Description of the task | The records should be restated exactly from their first line through the line with "use super::component::Message;" in it.

Information shown START

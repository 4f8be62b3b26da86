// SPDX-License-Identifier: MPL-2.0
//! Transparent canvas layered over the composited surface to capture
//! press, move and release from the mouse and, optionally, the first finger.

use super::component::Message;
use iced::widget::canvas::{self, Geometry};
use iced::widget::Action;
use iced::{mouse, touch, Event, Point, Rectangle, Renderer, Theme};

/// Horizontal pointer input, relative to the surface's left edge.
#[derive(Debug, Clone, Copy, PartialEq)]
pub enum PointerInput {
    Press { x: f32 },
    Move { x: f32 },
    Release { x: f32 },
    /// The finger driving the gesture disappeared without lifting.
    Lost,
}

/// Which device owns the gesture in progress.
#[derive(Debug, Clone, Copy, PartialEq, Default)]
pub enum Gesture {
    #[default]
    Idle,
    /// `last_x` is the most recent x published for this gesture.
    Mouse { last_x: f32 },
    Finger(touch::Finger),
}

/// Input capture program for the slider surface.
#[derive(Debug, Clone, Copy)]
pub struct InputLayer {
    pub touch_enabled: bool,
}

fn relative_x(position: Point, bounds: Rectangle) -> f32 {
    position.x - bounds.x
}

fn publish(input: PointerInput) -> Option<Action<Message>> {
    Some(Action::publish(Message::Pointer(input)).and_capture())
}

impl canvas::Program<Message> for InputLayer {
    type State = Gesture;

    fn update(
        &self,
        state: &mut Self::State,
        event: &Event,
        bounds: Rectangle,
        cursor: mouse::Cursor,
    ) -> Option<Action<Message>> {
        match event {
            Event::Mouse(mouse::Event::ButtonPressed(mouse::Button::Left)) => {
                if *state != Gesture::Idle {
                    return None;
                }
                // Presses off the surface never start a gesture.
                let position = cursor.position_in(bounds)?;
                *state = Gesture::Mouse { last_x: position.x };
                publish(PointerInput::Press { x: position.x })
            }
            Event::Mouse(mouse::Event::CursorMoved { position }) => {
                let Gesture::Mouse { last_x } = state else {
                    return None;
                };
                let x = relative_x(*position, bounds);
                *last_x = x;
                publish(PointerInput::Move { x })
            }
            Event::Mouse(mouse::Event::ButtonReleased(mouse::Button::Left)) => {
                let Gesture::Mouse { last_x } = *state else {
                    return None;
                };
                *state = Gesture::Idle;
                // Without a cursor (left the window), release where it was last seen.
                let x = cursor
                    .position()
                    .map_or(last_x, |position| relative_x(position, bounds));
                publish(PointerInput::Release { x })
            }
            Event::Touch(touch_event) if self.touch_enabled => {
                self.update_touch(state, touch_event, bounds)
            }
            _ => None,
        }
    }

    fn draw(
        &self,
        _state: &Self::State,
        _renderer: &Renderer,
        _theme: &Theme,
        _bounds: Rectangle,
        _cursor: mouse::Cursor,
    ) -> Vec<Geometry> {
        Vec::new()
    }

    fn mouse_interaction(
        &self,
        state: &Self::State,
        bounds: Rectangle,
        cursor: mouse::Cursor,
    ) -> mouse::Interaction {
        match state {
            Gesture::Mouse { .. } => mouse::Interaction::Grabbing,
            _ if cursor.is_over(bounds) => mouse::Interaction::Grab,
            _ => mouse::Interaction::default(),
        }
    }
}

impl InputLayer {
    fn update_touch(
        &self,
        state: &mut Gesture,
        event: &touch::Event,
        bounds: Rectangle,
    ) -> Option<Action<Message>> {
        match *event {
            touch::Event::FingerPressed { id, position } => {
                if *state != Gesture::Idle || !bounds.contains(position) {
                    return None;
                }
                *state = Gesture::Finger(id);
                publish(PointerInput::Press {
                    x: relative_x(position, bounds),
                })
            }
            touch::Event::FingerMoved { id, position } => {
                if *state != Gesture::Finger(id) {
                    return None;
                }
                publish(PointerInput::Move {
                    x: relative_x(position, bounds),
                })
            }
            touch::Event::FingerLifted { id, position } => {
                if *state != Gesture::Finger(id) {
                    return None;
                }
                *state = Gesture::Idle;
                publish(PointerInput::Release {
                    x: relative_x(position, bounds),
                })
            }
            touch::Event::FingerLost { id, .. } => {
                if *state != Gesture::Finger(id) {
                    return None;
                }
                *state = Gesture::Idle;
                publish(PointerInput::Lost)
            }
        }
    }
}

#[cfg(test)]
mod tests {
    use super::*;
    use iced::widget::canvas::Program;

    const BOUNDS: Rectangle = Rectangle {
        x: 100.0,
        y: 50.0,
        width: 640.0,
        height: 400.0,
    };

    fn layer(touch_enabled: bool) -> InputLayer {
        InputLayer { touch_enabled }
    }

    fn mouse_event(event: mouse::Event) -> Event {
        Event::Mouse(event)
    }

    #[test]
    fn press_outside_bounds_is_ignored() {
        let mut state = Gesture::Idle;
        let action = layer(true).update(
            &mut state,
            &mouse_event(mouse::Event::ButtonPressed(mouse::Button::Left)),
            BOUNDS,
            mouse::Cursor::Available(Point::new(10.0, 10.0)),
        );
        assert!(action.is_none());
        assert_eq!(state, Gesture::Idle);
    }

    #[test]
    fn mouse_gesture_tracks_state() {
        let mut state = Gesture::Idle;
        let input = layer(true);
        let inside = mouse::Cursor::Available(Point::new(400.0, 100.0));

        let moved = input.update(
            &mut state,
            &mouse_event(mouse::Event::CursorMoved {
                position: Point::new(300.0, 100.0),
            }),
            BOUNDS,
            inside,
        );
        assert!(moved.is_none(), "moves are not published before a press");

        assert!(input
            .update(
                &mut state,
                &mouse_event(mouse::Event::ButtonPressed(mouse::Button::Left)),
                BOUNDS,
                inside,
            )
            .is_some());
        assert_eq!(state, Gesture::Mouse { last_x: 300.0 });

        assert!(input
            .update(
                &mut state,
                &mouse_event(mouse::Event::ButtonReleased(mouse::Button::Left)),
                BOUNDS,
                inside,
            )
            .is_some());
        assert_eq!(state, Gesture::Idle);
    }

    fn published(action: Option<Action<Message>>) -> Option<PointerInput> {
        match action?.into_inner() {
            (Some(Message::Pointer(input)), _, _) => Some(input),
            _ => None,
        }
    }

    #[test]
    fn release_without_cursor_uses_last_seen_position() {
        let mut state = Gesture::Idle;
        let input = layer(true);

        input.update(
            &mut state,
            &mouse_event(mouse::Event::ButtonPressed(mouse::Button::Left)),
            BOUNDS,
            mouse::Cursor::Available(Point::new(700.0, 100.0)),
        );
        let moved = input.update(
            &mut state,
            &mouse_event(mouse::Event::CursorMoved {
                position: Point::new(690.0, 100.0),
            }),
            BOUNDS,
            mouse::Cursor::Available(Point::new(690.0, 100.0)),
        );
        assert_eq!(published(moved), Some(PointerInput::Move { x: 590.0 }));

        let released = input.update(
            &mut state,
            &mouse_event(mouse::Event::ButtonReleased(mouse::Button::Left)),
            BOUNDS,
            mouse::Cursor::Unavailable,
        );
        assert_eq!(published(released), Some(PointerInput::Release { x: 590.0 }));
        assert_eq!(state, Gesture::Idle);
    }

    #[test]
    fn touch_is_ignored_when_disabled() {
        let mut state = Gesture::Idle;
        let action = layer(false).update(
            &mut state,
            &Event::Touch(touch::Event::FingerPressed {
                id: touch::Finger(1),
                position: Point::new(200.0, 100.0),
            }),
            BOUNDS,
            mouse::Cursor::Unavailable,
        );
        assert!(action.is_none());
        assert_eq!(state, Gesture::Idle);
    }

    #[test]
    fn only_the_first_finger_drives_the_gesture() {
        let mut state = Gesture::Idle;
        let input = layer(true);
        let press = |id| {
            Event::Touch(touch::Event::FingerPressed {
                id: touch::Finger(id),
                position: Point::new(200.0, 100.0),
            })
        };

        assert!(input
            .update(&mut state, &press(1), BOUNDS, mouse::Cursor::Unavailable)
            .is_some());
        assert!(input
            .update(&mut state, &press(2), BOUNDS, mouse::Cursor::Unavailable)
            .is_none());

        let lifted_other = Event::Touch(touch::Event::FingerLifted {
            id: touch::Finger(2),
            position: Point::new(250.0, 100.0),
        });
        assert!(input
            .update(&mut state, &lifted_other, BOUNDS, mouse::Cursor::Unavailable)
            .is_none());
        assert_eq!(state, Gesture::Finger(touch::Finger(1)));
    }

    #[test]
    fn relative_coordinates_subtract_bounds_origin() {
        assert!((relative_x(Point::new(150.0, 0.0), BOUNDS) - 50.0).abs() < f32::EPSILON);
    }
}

Information shown END

Exercise response |
repository 4f8be62b3b26da86
// SPDX-License-Identifier: MPL-2.0
//! Transparent canvas layered over the composited surface to capture
//! press, move and release from the mouse and, optionally, the first finger.

use super::component::Message;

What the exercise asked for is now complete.